These are the key concepts you need to understand to accurately answer the question.

Variables and Coefficients
In the world of linear equations, it's essential to understand the roles of variables and coefficients. Variables are symbols that represent unknown values, typically denoted by letters such as \(x\) and \(y\). They can take on different numerical values, which we often solve for in equations.
  • The **variables** in our given equation \(8x - 3y = 12\) are \(x\) and \(y\).
  • **Coefficients** are the numbers that multiply these variables. They determine how much each variable affects the equation's outcome.
  • In our case, the **coefficient** of \(x\) is 8, and for \(y\), it’s -3.
Understanding variables and coefficients is crucial because they make up the fundamental building blocks of equations. By knowing how they interact, you can interpret countless equations in math and science. When analyzing, always pay attention to how many variables are present and the size or sign of the coefficients.
Standard Form of a Linear Equation
The standard form of a linear equation provides a clear blueprint for recognizing such equations. It is typically expressed as \(ax + by = c\), where \(a\), \(b\), and \(c\) are constants (i.e., fixed numbers), and \(x\) and \(y\) are variables. This form is particularly useful because it makes it easy to identify and isolate variables or start solving a system of equations.

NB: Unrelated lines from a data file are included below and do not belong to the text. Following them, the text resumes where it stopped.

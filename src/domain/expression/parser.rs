//! Recursive-descent parser producing the expression AST.
//!
//! Grammar (lowest to highest precedence):
//!
//! ```text
//! or_expr    := and_expr (("or" | "||") and_expr)*
//! and_expr   := not_expr (("and" | "&&") not_expr)*
//! not_expr   := ("not" | "!") not_expr | comparison
//! comparison := additive (comp_op additive)*
//! comp_op    := "==" | "!=" | "<" | "<=" | ">" | ">=" | "in" | "not" "in" | "is" | "is" "not"
//! additive   := term (("+" | "-") term)*
//! term       := unary (("*" | "/" | "%") unary)*
//! unary      := "-" unary | postfix
//! postfix    := primary ("." name | "." int | "[" or_expr "]" | "(" args ")")*
//! primary    := number | string | literal | name | "(" or_expr ")" | "[" args "]"
//! ```

use serde_json::Value;

use super::lexer::{Spanned, Token};
use super::ExpressionError;

/// Nesting limit; keeps hostile input from exhausting the stack.
const MAX_DEPTH: usize = 64;

/// Arithmetic operators.
#[derive(Debug, Clone, Copy, PartialEq, Eq)]
pub enum BinaryOp {
    Add,
    Sub,
    Mul,
    Div,
    Rem,
}

/// Comparison and membership operators.
#[derive(Debug, Clone, Copy, PartialEq, Eq)]
pub enum CompareOp {
    Eq,
    NotEq,
    Lt,
    LtEq,
    Gt,
    GtEq,
    In,
    NotIn,
    Is,
    IsNot,
}

/// Expression syntax tree.
#[derive(Debug, Clone, PartialEq)]
pub enum Expr {
    Literal(Value),
    Name(String),
    List(Vec<Expr>),
    Attribute(Box<Expr>, String),
    Index(Box<Expr>, Box<Expr>),
    Call { function: String, args: Vec<Expr> },
    MethodCall { receiver: Box<Expr>, method: String, args: Vec<Expr> },
    Negate(Box<Expr>),
    Not(Box<Expr>),
    Binary(BinaryOp, Box<Expr>, Box<Expr>),
    Compare { first: Box<Expr>, rest: Vec<(CompareOp, Expr)> },
    And(Box<Expr>, Box<Expr>),
    Or(Box<Expr>, Box<Expr>),
}

/// Parse a token stream into a single expression.
pub fn parse(tokens: &[Spanned], source_len: usize) -> Result<Expr, ExpressionError> {
    let mut parser = Parser { tokens, pos: 0, depth: 0, source_len };
    if tokens.is_empty() {
        return Err(ExpressionError::Parse {
            offset: 0,
            message: "empty expression".to_string(),
        });
    }
    let expr = parser.or_expr()?;
    if let Some(extra) = parser.peek_spanned() {
        return Err(ExpressionError::Parse {
            offset: extra.offset,
            message: format!("unexpected trailing token {:?}", extra.token),
        });
    }
    Ok(expr)
}

struct Parser<'a> {
    tokens: &'a [Spanned],
    pos: usize,
    depth: usize,
    source_len: usize,
}

impl<'a> Parser<'a> {
    fn peek_spanned(&self) -> Option<&'a Spanned> {
        self.tokens.get(self.pos)
    }

    fn peek(&self) -> Option<&'a Token> {
        self.peek_spanned().map(|s| &s.token)
    }

    fn peek_at(&self, ahead: usize) -> Option<&'a Token> {
        self.tokens.get(self.pos + ahead).map(|s| &s.token)
    }

    fn advance(&mut self) -> Option<&'a Token> {
        let token = self.peek();
        if token.is_some() {
            self.pos += 1;
        }
        token
    }

    fn offset(&self) -> usize {
        self.peek_spanned().map_or(self.source_len, |s| s.offset)
    }

    fn error(&self, message: impl Into<String>) -> ExpressionError {
        ExpressionError::Parse {
            offset: self.offset(),
            message: message.into(),
        }
    }

    fn is_keyword(&self, keyword: &str) -> bool {
        matches!(self.peek(), Some(Token::Ident(name)) if name == keyword)
    }

    fn is_keyword_at(&self, ahead: usize, keyword: &str) -> bool {
        matches!(self.peek_at(ahead), Some(Token::Ident(name)) if name == keyword)
    }

    fn expect(&mut self, expected: &Token, what: &str) -> Result<(), ExpressionError> {
        if self.peek() == Some(expected) {
            self.pos += 1;
            Ok(())
        } else {
            Err(self.error(format!("expected {what}")))
        }
    }

    fn nested<T>(
        &mut self,
        f: impl FnOnce(&mut Self) -> Result<T, ExpressionError>,
    ) -> Result<T, ExpressionError> {
        if self.depth >= MAX_DEPTH {
            return Err(self.error("expression nested too deeply"));
        }
        self.depth += 1;
        let result = f(self);
        self.depth -= 1;
        result
    }

    fn or_expr(&mut self) -> Result<Expr, ExpressionError> {
        self.nested(Self::or_chain)
    }

    fn or_chain(&mut self) -> Result<Expr, ExpressionError> {
        let mut left = self.and_expr()?;
        while self.is_keyword("or") || self.peek() == Some(&Token::OrOr) {
            self.pos += 1;
            let right = self.and_expr()?;
            left = Expr::Or(Box::new(left), Box::new(right));
        }
        Ok(left)
    }

    fn and_expr(&mut self) -> Result<Expr, ExpressionError> {
        let mut left = self.not_expr()?;
        while self.is_keyword("and") || self.peek() == Some(&Token::AndAnd) {
            self.pos += 1;
            let right = self.not_expr()?;
            left = Expr::And(Box::new(left), Box::new(right));
        }
        Ok(left)
    }

    fn not_expr(&mut self) -> Result<Expr, ExpressionError> {
        if self.is_keyword("not") || self.peek() == Some(&Token::Bang) {
            self.pos += 1;
            let inner = self.nested(Self::not_expr)?;
            return Ok(Expr::Not(Box::new(inner)));
        }
        self.comparison()
    }

    fn compare_op(&mut self) -> Option<CompareOp> {
        let op = match self.peek()? {
            Token::Eq => CompareOp::Eq,
            Token::NotEq => CompareOp::NotEq,
            Token::Lt => CompareOp::Lt,
            Token::LtEq => CompareOp::LtEq,
            Token::Gt => CompareOp::Gt,
            Token::GtEq => CompareOp::GtEq,
            Token::Ident(name) if name == "in" => CompareOp::In,
            Token::Ident(name) if name == "not" && self.is_keyword_at(1, "in") => {
                self.pos += 2;
                return Some(CompareOp::NotIn);
            }
            Token::Ident(name) if name == "is" => {
                if self.is_keyword_at(1, "not") {
                    self.pos += 2;
                    return Some(CompareOp::IsNot);
                }
                CompareOp::Is
            }
            _ => return None,
        };
        self.pos += 1;
        Some(op)
    }

    fn comparison(&mut self) -> Result<Expr, ExpressionError> {
        let first = self.additive()?;
        let mut rest = Vec::new();
        while let Some(op) = self.compare_op() {
            rest.push((op, self.additive()?));
        }
        if rest.is_empty() {
            Ok(first)
        } else {
            Ok(Expr::Compare { first: Box::new(first), rest })
        }
    }

    fn additive(&mut self) -> Result<Expr, ExpressionError> {
        let mut left = self.term()?;
        loop {
            let op = match self.peek() {
                Some(Token::Plus) => BinaryOp::Add,
                Some(Token::Minus) => BinaryOp::Sub,
                _ => break,
            };
            self.pos += 1;
            let right = self.term()?;
            left = Expr::Binary(op, Box::new(left), Box::new(right));
        }
        Ok(left)
    }

    fn term(&mut self) -> Result<Expr, ExpressionError> {
        let mut left = self.unary()?;
        loop {
            let op = match self.peek() {
                Some(Token::Star) => BinaryOp::Mul,
                Some(Token::Slash) => BinaryOp::Div,
                Some(Token::Percent) => BinaryOp::Rem,
                _ => break,
            };
            self.pos += 1;
            let right = self.unary()?;
            left = Expr::Binary(op, Box::new(left), Box::new(right));
        }
        Ok(left)
    }

    fn unary(&mut self) -> Result<Expr, ExpressionError> {
        if self.peek() == Some(&Token::Minus) {
            self.pos += 1;
            let inner = self.nested(Self::unary)?;
            return Ok(Expr::Negate(Box::new(inner)));
        }
        self.postfix()
    }

    fn postfix(&mut self) -> Result<Expr, ExpressionError> {
        let mut expr = self.primary()?;
        loop {
            match self.peek() {
                Some(Token::Dot) => {
                    self.pos += 1;
                    let name = match self.advance() {
                        Some(Token::Ident(name)) => name.clone(),
                        Some(Token::Int(i)) => i.to_string(),
                        _ => return Err(self.error("expected attribute name after '.'")),
                    };
                    if self.peek() == Some(&Token::LParen) {
                        self.pos += 1;
                        let args = self.arguments(&Token::RParen)?;
                        expr = Expr::MethodCall { receiver: Box::new(expr), method: name, args };
                    } else {
                        expr = Expr::Attribute(Box::new(expr), name);
                    }
                }
                Some(Token::LBracket) => {
                    self.pos += 1;
                    let index = self.or_expr()?;
                    self.expect(&Token::RBracket, "']'")?;
                    expr = Expr::Index(Box::new(expr), Box::new(index));
                }
                Some(Token::LParen) => {
                    let Expr::Name(function) = expr else {
                        return Err(self.error("only named functions can be called"));
                    };
                    self.pos += 1;
                    let args = self.arguments(&Token::RParen)?;
                    expr = Expr::Call { function, args };
                }
                _ => return Ok(expr),
            }
        }
    }

    fn arguments(&mut self, close: &Token) -> Result<Vec<Expr>, ExpressionError> {
        let mut args = Vec::new();
        if self.peek() == Some(close) {
            self.pos += 1;
            return Ok(args);
        }
        loop {
            args.push(self.or_expr()?);
            match self.advance() {
                Some(Token::Comma) if self.peek() == Some(close) => {
                    self.pos += 1;
                    return Ok(args);
                }
                Some(Token::Comma) => {}
                Some(token) if token == close => return Ok(args),
                _ => return Err(self.error("expected ',' or closing bracket")),
            }
        }
    }

    fn primary(&mut self) -> Result<Expr, ExpressionError> {
        let offset = self.offset();
        let Some(token) = self.advance() else {
            return Err(self.error("unexpected end of expression"));
        };
        match token {
            Token::Int(i) => Ok(Expr::Literal(Value::from(*i))),
            Token::Float(f) => Ok(Expr::Literal(Value::from(*f))),
            Token::Str(s) => Ok(Expr::Literal(Value::String(s.clone()))),
            Token::Ident(name) => Ok(match name.as_str() {
                "True" | "true" => Expr::Literal(Value::Bool(true)),
                "False" | "false" => Expr::Literal(Value::Bool(false)),
                "None" | "null" => Expr::Literal(Value::Null),
                "and" | "or" | "not" | "in" | "is" => {
                    return Err(ExpressionError::Parse {
                        offset,
                        message: format!("unexpected keyword '{name}'"),
                    })
                }
                _ => Expr::Name(name.clone()),
            }),
            Token::LParen => {
                let inner = self.or_expr()?;
                self.expect(&Token::RParen, "')'")?;
                Ok(inner)
            }
            Token::LBracket => Ok(Expr::List(self.arguments(&Token::RBracket)?)),
            other => Err(ExpressionError::Parse {
                offset,
                message: format!("unexpected token {other:?}"),
            }),
        }
    }
}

  • Our given equation \(8x - 3y = 12\) perfectly fits this format, with \(a = 8\), \(b = -3\), and \(c = 12\).
  • This means it is already in a form that directly indicates it is linear.
Recognizing the standard form allows for quick validation that an equation is linear. Additionally, once in this form, you can easily convert it into other forms, such as slope-intercept form, which might be more suitable for graphing.

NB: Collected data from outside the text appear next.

//! Learning engine: turns finished runs into graph change proposals.
//!
//! Analysis and proposal generation are pure functions of the runs and the
//! graph. Applying a change mutates the graph in place; persisting the
//! result is the caller's job (see the evolution engine).

use std::collections::{BTreeMap, BTreeSet};

use tracing::{debug, info};

use crate::domain::errors::{DomainError, DomainResult};
use crate::domain::models::graph::{MAX_WEIGHT, MIN_WEIGHT};
use crate::domain::models::{
    Change, ChangeKind, Edge, EdgeKind, FailureSignal, Graph, LearningConfig, LearningMode,
    Proposal, ProposalStatus, RelationType, Relationship, RiskLevel, RunAnalysis, RunOutcome, RunResult,
};

/// Concept on the source side of failure-indicator relationships.
pub const FAILURE_SOURCE: &str = "execution";

/// Bottleneck threshold relative to the per-run average visit count.
const BOTTLENECK_FACTOR: f64 = 2.0;
const OVERUSE_FACTOR: f64 = 2.0;
const UNDERUSE_FACTOR: f64 = 0.5;
const WEIGHT_STEP: f64 = 0.1;

/// Patterns collected across many analyses.
#[derive(Debug, Default)]
struct Aggregate {
    total_runs: usize,
    run_ids: Vec<uuid::Uuid>,
    /// Runs in which each edge was traversed at least once.
    edge_successes: BTreeMap<String, usize>,
    bottleneck_frequency: BTreeMap<String, usize>,
    retry_history: BTreeMap<String, Vec<u32>>,
    overused_edges: BTreeMap<String, usize>,
    underused_edges: BTreeMap<String, usize>,
    failures: Vec<FailureSignal>,
}

impl Aggregate {
    fn collect(analyses: &[RunAnalysis]) -> Self {
        let mut aggregate = Self {
            total_runs: analyses.len(),
            ..Self::default()
        };
        for analysis in analyses {
            aggregate.run_ids.push(analysis.run_id);
            for edge_id in &analysis.successful_edges {
                *aggregate.edge_successes.entry(edge_id.clone()).or_insert(0) += 1;
            }
            for node_id in &analysis.bottleneck_nodes {
                *aggregate.bottleneck_frequency.entry(node_id.clone()).or_insert(0) += 1;
            }
            for (edge_id, retries) in &analysis.retries_by_edge {
                aggregate.retry_history.entry(edge_id.clone()).or_default().push(*retries);
            }
            for edge_id in &analysis.overused_edges {
                *aggregate.overused_edges.entry(edge_id.clone()).or_insert(0) += 1;
            }
            for edge_id in &analysis.underused_edges {
                *aggregate.underused_edges.entry(edge_id.clone()).or_insert(0) += 1;
            }
            aggregate.failures.extend(analysis.failures.iter().cloned());
        }
        aggregate
    }
}

/// Analyzes runs and proposes, then applies, graph changes.
#[derive(Debug, Clone, Default)]
pub struct LearningEngine {
    config: LearningConfig,
}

Properties of Linear Equations
Linear equations, like the one in our exercise, have distinct properties that make them unique compared to other types of equations. These properties include the degree of the variables, operations allowed, and their graphical representation.

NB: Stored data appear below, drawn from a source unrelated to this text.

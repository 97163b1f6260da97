//! Versioned long-term memory with triplet conflict detection.
//!
//! The store keeps every record in memory, indexed by id and by
//! `(subject, predicate)`, and mirrors writes to a [`MemoryRepository`].
//! The index sits behind a single async `RwLock`: `write` and `invalidate`
//! both hold the write lock for their whole duration, so a write racing an
//! invalidation is ordered by lock acquisition and conflict checks see every
//! invalidation that finished before them.

use std::collections::{BTreeSet, HashMap};
use std::sync::Arc;

use chrono::{DateTime, Utc};
use tokio::sync::RwLock;
use tracing::{debug, info, warn};
use uuid::Uuid;

use crate::domain::errors::{DomainError, DomainResult};
use crate::domain::models::{
    ConflictPolicy, Fact, FactKind, MemoryConflict, MemoryQuery, MemoryRecord, MemoryStats, Provenance,
    QueryResult, SourceKind, WriteOutcome,
};
use crate::domain::ports::{InMemoryMemoryRepository, MemoryRepository};

#[derive(Debug, Default)]
struct MemoryIndex {
    records: Vec<MemoryRecord>,
    by_id: HashMap<Uuid, usize>,
    by_key: HashMap<(String, String), Vec<usize>>,
}

impl MemoryIndex {
    fn insert(&mut self, record: MemoryRecord) {
        let position = self.records.len();
        self.by_id.insert(record.record_id, position);
        for triplet in &record.fact.triplets {
            self.by_key
                .entry((triplet.subject.clone(), triplet.predicate.clone()))
                .or_default()
                .push(position);
        }
        self.records.push(record);
    }

    fn get(&self, record_id: Uuid) -> Option<&MemoryRecord> {
        self.by_id.get(&record_id).map(|&i| &self.records[i])
    }

    fn get_mut(&mut self, record_id: Uuid) -> Option<&mut MemoryRecord> {
        self.by_id.get(&record_id).map(|&i| &mut self.records[i])
    }

    fn conflicts_for(&self, fact: &Fact) -> Vec<MemoryConflict> {
        let candidates: BTreeSet<usize> = fact
            .triplets
            .iter()
            .filter_map(|t| self.by_key.get(&(t.subject.clone(), t.predicate.clone())))
            .flatten()
            .copied()
            .collect();
        candidates
            .into_iter()
            .flat_map(|i| self.records[i].conflicts_with(fact))
            .collect()
    }
}

/// The memory store of one brain.
pub struct MemoryStore {
    repository: Arc<dyn MemoryRepository>,
    index: RwLock<MemoryIndex>,
}

impl MemoryStore {
    /// Load every record from the repository and build the index.
    pub async fn open(repository: Arc<dyn MemoryRepository>) -> DomainResult<Self> {
        let mut index = MemoryIndex::default();
        for record in repository.load_all().await? {
            index.insert(record);
        }
        debug!(records = index.records.len(), "memory store opened");
        Ok(Self {
            repository,
            index: RwLock::new(index),
        })
    }

    /// A store backed by a volatile repository.
    pub fn in_memory() -> Self {
        Self {
            repository: Arc::new(InMemoryMemoryRepository::new()),
            index: RwLock::new(MemoryIndex::default()),
        }
    }

    /// Append one record per fact.
    ///
    /// With [`ConflictPolicy::Skip`] a fact contradicting a currently valid
    /// record is not written; with `Flag` it is written anyway; with
    /// `Supersede` it is written and the records it contradicts are closed.
    /// Conflicts are reported in every case.
    pub async fn write(
        &self,
        facts: Vec<Fact>,
        run_id: Option<Uuid>,
        node_id: Option<&str>,
        policy: ConflictPolicy,
    ) -> DomainResult<WriteOutcome> {
        let mut index = self.index.write().await;
        let mut outcome = WriteOutcome::default();

        for fact in facts {
            let conflicts = index.conflicts_for(&fact);
            if !conflicts.is_empty() {
                for conflict in &conflicts {
                    warn!(node_id = ?node_id, conflict = %conflict, policy = ?policy, "memory conflict");
                }
                if policy == ConflictPolicy::Skip {
                    outcome.conflicts.extend(conflicts);
                    continue;
                }
            }

            let mut record = MemoryRecord::new(fact, run_id, node_id.map(str::to_string));
            let stale: BTreeSet<Uuid> = if policy == ConflictPolicy::Supersede {
                conflicts.iter().map(|c| c.existing_record).collect()
            } else {
                BTreeSet::new()
            };
            record.supersedes = stale.first().copied();

            // The replacement is durable before anything it supersedes is closed.
            self.repository.append(&record).await?;
            outcome.written.push(record.record_id);
            index.insert(record);

            let now = Utc::now();
            for record_id in stale {
                self.repository.close_validity(record_id, now).await?;
                if let Some(existing) = index.get_mut(record_id) {
                    existing.valid_to = Some(now);
                }
                outcome.superseded.push(record_id);
            }
            outcome.conflicts.extend(conflicts);
        }

        debug!(
            written = outcome.written.len(),
            conflicts = outcome.conflicts.len(),
            superseded = outcome.superseded.len(),
            "memory write"
        );
        Ok(outcome)
    }

    /// Conflicts a fact would raise right now, without writing it.
    pub async fn check_conflicts(&self, fact: &Fact) -> Vec<MemoryConflict> {
        self.index.read().await.conflicts_for(fact)
    }

    /// Filter valid records, best first: highest confidence, then newest.
    pub async fn query(&self, query: &MemoryQuery) -> QueryResult {
        let index = self.index.read().await;
        let at = query.as_of.unwrap_or_else(Utc::now);
        let mut matches: Vec<&MemoryRecord> = index
            .records
            .iter()
            .filter(|r| r.is_valid_at(at) && query.matches(r))
            .collect();
        matches.sort_by(|a, b| {
            b.fact
                .confidence
                .total_cmp(&a.fact.confidence)
                .then_with(|| b.valid_from.cmp(&a.valid_from))
        });
        let total_matches = matches.len();
        QueryResult {
            records: matches.into_iter().take(query.limit).cloned().collect(),
            total_matches,
        }
    }

    /// Close a record's validity window as of now. The fact is untouched.
    ///
    /// Returns `false` if the record was already closed.
    ///
    /// # Errors
    /// Returns [`DomainError::RecordNotFound`] for an unknown id.
    pub async fn invalidate(&self, record_id: Uuid) -> DomainResult<bool> {
        let mut index = self.index.write().await;
        let record = index.get(record_id).ok_or(DomainError::RecordNotFound(record_id))?;
        if !record.is_valid() {
            debug!(%record_id, "record already invalidated");
            return Ok(false);
        }

        let now = Utc::now();
        self.repository.close_validity(record_id, now).await?;
        if let Some(record) = index.get_mut(record_id) {
            record.valid_to = Some(now);
        }
        info!(%record_id, "memory record invalidated");
        Ok(true)
    }

    pub async fn get(&self, record_id: Uuid) -> Option<MemoryRecord> {
        self.index.read().await.get(record_id).cloned()
    }

    /// Records valid at `as_of` (default now).
    pub async fn all_valid(&self, as_of: Option<DateTime<Utc>>) -> Vec<MemoryRecord> {
        let at = as_of.unwrap_or_else(Utc::now);
        self.index
            .read()
            .await
            .records
            .iter()
            .filter(|r| r.is_valid_at(at))
            .cloned()
            .collect()
    }

    /// Valid lessons, newest first.
    pub async fn lessons(&self, limit: usize) -> Vec<MemoryRecord> {
        let mut lessons: Vec<MemoryRecord> = self
            .index
            .read()
            .await
            .records
            .iter()
            .filter(|r| r.is_valid() && r.fact.kind == FactKind::Lesson)
            .cloned()
            .collect();
        lessons.sort_by(|a, b| b.valid_from.cmp(&a.valid_from));
        lessons.truncate(limit);
        lessons
    }

    /// Store a lesson learned from a run.
    pub async fn write_lesson(
        &self,
        text: impl Into<String>,
        run_id: Option<Uuid>,
        node_id: &str,
        confidence: f64,
        tags: &[&str],
    ) -> DomainResult<Option<Uuid>> {
        let mut provenance = Provenance::new("learning_engine", SourceKind::Learning);
        provenance.confidence = confidence;
        provenance.run_id = run_id;
        provenance.node_id = Some(node_id.to_string());

        let mut fact = Fact::new(text)
            .with_kind(FactKind::Lesson)
            .with_confidence(confidence)
            .with_provenance(provenance);
        fact.tags = if tags.is_empty() {
            vec!["lesson".to_string(), "auto-generated".to_string()]
        } else {
            tags.iter().map(ToString::to_string).collect()
        };

        let outcome = self.write(vec![fact], run_id, Some(node_id), ConflictPolicy::Flag).await?;
        Ok(outcome.written.first().copied())
    }

    pub async fn stats(&self) -> MemoryStats {
        MemoryStats::from_records(&self.index.read().await.records)
    }
}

  • **First-degree variables:** In a linear equation, each variable is of the first degree, meaning they are only raised to the power of one. In \(8x - 3y = 12\), both \(x\) and \(y\) are to the power of one.
  • **No products of variables**: You won’t find terms like \(xy\) or \(x^2\). This ensures each term containing a variable is linear.
  • **Graphical characteristic:** A linear equation graphs to a straight line. Changes in the variables result in direct proportional changes to the outcome - another hallmark of linearity.
These properties help distinguish linear equations from non-linear ones and provide a consistent and predictable way to analyze and solve them. Mastering these properties is crucial, as it simplifies understanding and manipulation, allowing you to tackle more complex mathematical challenges.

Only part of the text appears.